Die innenpolitische Sprecherin der Thüringer Grünen-Fraktion Madeleine Henfling sagte, man begrüße die Idee, «das Wissen um Erste Hilfe oder Verhalten im Katastrophenfall Lerninhalt an Schulen sein soll». Kritisch sehe man dagegen Forderungen, die Bundeswehr an Schulen stärker einzubinden - oft komme dann die zivile, friedenspolitische Position zu kurz.
Holter warf Stark-Watzinger vor, über ihren Vorstoß nicht in der Kultusministerpräsidentenkonferenz gesprochen zu haben. «Sie hat nicht einen Ton, nicht eine Silbe zu diesem Vorschlag gesagt.

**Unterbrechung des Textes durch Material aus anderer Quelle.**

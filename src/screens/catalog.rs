//! Students, subjects and teachers: one list-plus-form controller,
//! parameterised by the entity.

use super::{FieldError, Phase};
use crate::api::{self, Backend, Resource};
use crate::error::ClientResult;
use crate::model::{Student, StudentPayload, Subject, SubjectPayload, Teacher, TeacherPayload};
use crate::validate::{required, required_date};
use serde::de::DeserializeOwned;
use serde::Serialize;
use std::fmt;

pub trait CatalogEntity: Clone + fmt::Debug + Serialize + DeserializeOwned {
    /// Form contents, sent as-is (after trimming) as the request body.
    type Form: Clone + fmt::Debug + Default + PartialEq + Serialize + DeserializeOwned;

    const RESOURCE: Resource;
    /// Object of the Spanish messages, e.g. "el alumno".
    const SINGULAR: &'static str;
    const PLURAL: &'static str;

    fn id(&self) -> &str;
    fn to_form(&self) -> Self::Form;
    fn validate(form: &Self::Form) -> ClientResult<Self::Form>;
}

impl CatalogEntity for Student {
    type Form = StudentPayload;

    const RESOURCE: Resource = Resource::Students;
    const SINGULAR: &'static str = "el alumno";
    const PLURAL: &'static str = "los alumnos";

    fn id(&self) -> &str {
        &self.id
    }

    fn to_form(&self) -> StudentPayload {
        StudentPayload::from(self)
    }

    fn validate(form: &StudentPayload) -> ClientResult<StudentPayload> {
        Ok(StudentPayload {
            first_names: required("nombres", &form.first_names)?,
            last_names: required("apellidos", &form.last_names)?,
            enrollment_date: required_date("fechaIngreso", &form.enrollment_date)?,
            address: form.address.trim().to_string(),
            phone: form.phone.trim().to_string(),
        })
    }
}

impl CatalogEntity for Subject {
    type Form = SubjectPayload;

    const RESOURCE: Resource = Resource::Subjects;
    const SINGULAR: &'static str = "la materia";
    const PLURAL: &'static str = "las materias";

    fn id(&self) -> &str {
        &self.id
    }

    fn to_form(&self) -> SubjectPayload {
        SubjectPayload {
            name: self.name.clone(),
        }
    }

    fn validate(form: &SubjectPayload) -> ClientResult<SubjectPayload> {
        Ok(SubjectPayload {
            name: required("nombreMateria", &form.name)?,
        })
    }
}

impl CatalogEntity for Teacher {
    type Form = TeacherPayload;

    const RESOURCE: Resource = Resource::Teachers;
    const SINGULAR: &'static str = "el docente";
    const PLURAL: &'static str = "los docentes";

    fn id(&self) -> &str {
        &self.id
    }

    fn to_form(&self) -> TeacherPayload {
        TeacherPayload {
            first_names: self.first_names.clone(),
            last_names: self.last_names.clone(),
            hire_date: self.hire_date.clone(),
        }
    }

    fn validate(form: &TeacherPayload) -> ClientResult<TeacherPayload> {
        Ok(TeacherPayload {
            first_names: required("nombres", &form.first_names)?,
            last_names: required("apellidos", &form.last_names)?,
            hire_date: required_date("fechaIngreso", &form.hire_date)?,
        })
    }
}

#[derive(Debug, Clone)]
pub enum CatalogEvent<E> {
    Loaded(Vec<E>),
    LoadFailed(String),
    Removed(String),
}

#[derive(Debug, Clone)]
pub struct CatalogScreen<E: CatalogEntity> {
    items: Vec<E>,
    form: E::Form,
    editing: Option<String>,
    phase: Phase,
    error: Option<String>,
    field_error: Option<FieldError>,
    loaded: bool,
}

#[derive(Debug, Serialize)]
#[serde(rename_all = "camelCase")]
pub struct CatalogSnapshot<'a, E: CatalogEntity> {
    pub loaded: bool,
    pub phase: &'a Phase,
    pub items: &'a [E],
    pub form: &'a E::Form,
    pub editing: Option<&'a str>,
    pub error: Option<&'a str>,
    pub field_error: Option<&'a FieldError>,
}

impl<E: CatalogEntity> Default for CatalogScreen<E> {
    fn default() -> Self {
        CatalogScreen {
            items: Vec::new(),
            form: E::Form::default(),
            editing: None,
            phase: Phase::Idle,
            error: None,
            field_error: None,
            loaded: false,
        }
    }
}

impl<E: CatalogEntity> CatalogScreen<E> {
    pub fn new() -> Self {
        Self::default()
    }

    pub fn apply(&mut self, event: CatalogEvent<E>) {
        match event {
            CatalogEvent::Loaded(items) => {
                self.items = items.into_iter().filter(|e| !e.id().is_empty()).collect();
                self.loaded = true;
                self.error = None;
            }
            CatalogEvent::LoadFailed(message) => {
                self.loaded = true;
                self.error = Some(message);
            }
            CatalogEvent::Removed(id) => self.items.retain(|e| e.id() != id),
        }
    }

    pub fn load(&mut self, backend: &dyn Backend) -> ClientResult<()> {
        match api::list::<E>(backend, E::RESOURCE) {
            Ok(items) => {
                self.apply(CatalogEvent::Loaded(items));
                Ok(())
            }
            Err(e) => {
                tracing::warn!(resource = E::RESOURCE.path(), error = %e, "catalog load failed");
                self.apply(CatalogEvent::LoadFailed(format!(
                    "No se pudieron cargar {}.",
                    E::PLURAL
                )));
                Err(e)
            }
        }
    }

    pub fn start_edit(&mut self, id: &str) -> bool {
        let Some(item) = self.items.iter().find(|e| e.id() == id) else {
            return false;
        };
        self.form = item.to_form();
        self.editing = Some(id.to_string());
        self.phase = Phase::Editing;
        self.error = None;
        self.field_error = None;
        true
    }

    pub fn cancel_edit(&mut self) {
        self.form = E::Form::default();
        self.editing = None;
        self.phase = Phase::Idle;
        self.field_error = None;
    }

    pub fn submit(&mut self, backend: &dyn Backend, form: E::Form) -> ClientResult<()> {
        self.error = None;
        self.field_error = None;
        self.form = form;

        let payload = match E::validate(&self.form) {
            Ok(p) => p,
            Err(e) => {
                self.field_error = FieldError::from_client(&e);
                self.phase = Phase::Editing;
                return Err(e);
            }
        };

        self.phase = Phase::Submitting;
        let result = match &self.editing {
            Some(id) => api::update(backend, E::RESOURCE, id, &payload),
            None => api::create(backend, E::RESOURCE, &payload),
        };
        match result {
            Ok(_) => {
                tracing::info!(resource = E::RESOURCE.path(), editing = ?self.editing, "catalog entry saved");
                let _ = self.load(backend);
                self.editing = None;
                self.form = E::Form::default();
                self.phase = Phase::Idle;
                Ok(())
            }
            Err(e) => {
                self.error = Some(e.message_for(&format!("al guardar {}", E::SINGULAR)));
                self.phase = Phase::Editing;
                Err(e)
            }
        }
    }

    pub fn request_delete(&mut self, id: &str) -> bool {
        if !self.items.iter().any(|e| e.id() == id) {
            return false;
        }
        self.phase = Phase::ConfirmingDelete { id: id.to_string() };
        true
    }

    pub fn cancel_delete(&mut self) {
        self.phase = Phase::settled(self.editing.is_some());
    }

    pub fn confirm_delete(&mut self, backend: &dyn Backend) -> Option<ClientResult<()>> {
        let id = self.phase.pending_delete()?.to_string();
        self.phase = Phase::settled(self.editing.is_some());
        self.error = None;
        match api::delete(backend, E::RESOURCE, &id) {
            Ok(()) => {
                self.apply(CatalogEvent::Removed(id));
                Some(Ok(()))
            }
            Err(e) => {
                tracing::warn!(resource = E::RESOURCE.path(), %id, error = %e, "catalog delete failed");
                self.error = Some(format!("No se pudo eliminar {}.", E::SINGULAR));
                Some(Err(e))
            }
        }
    }

    #[cfg(test)]
    pub fn items(&self) -> &[E] {
        &self.items
    }

    #[cfg(test)]
    pub fn form(&self) -> &E::Form {
        &self.form
    }

    #[cfg(test)]
    pub fn phase(&self) -> &Phase {
        &self.phase
    }

    pub fn error(&self) -> Option<&str> {
        self.error.as_deref()
    }

    pub fn snapshot(&self) -> CatalogSnapshot<'_, E> {
        CatalogSnapshot {
            loaded: self.loaded,
            phase: &self.phase,
            items: &self.items,
            form: &self.form,
            editing: self.editing.as_deref(),
            error: self.error.as_deref(),
            field_error: self.field_error.as_ref(),
        }
    }
}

Ich hielte es für notwendig, es mit den Bildungsministerinnen und Bildungsministern der Länder zu besprechen.»
Der Vorsitzende der parlamentarischen Gruppe der FDP im Landtag, Thomas Kemmerich, reagierte verärgert auf Holters Äußerungen. «Dass ausgerechnet ein hochrangiger Vertreter des SED-Establishments mit Schnappatmung auf den Vorschlag reagiert, Schüler altersgerecht auf Katastrophenfälle wie etwa im Ahrtal vorzubereiten, ist eine an Peinlichkeit kaum mehr zu überbietende Heuchelei», sagte er. Tausende seien zu DDR-Zeiten gegen ihren Willen in den Wehrkunde-Unterricht gezwungen worden. «Einen solchen Unterricht wird es mit der FDP ebenso wenig geben wie die erneute Einführung der Wehrpflicht.»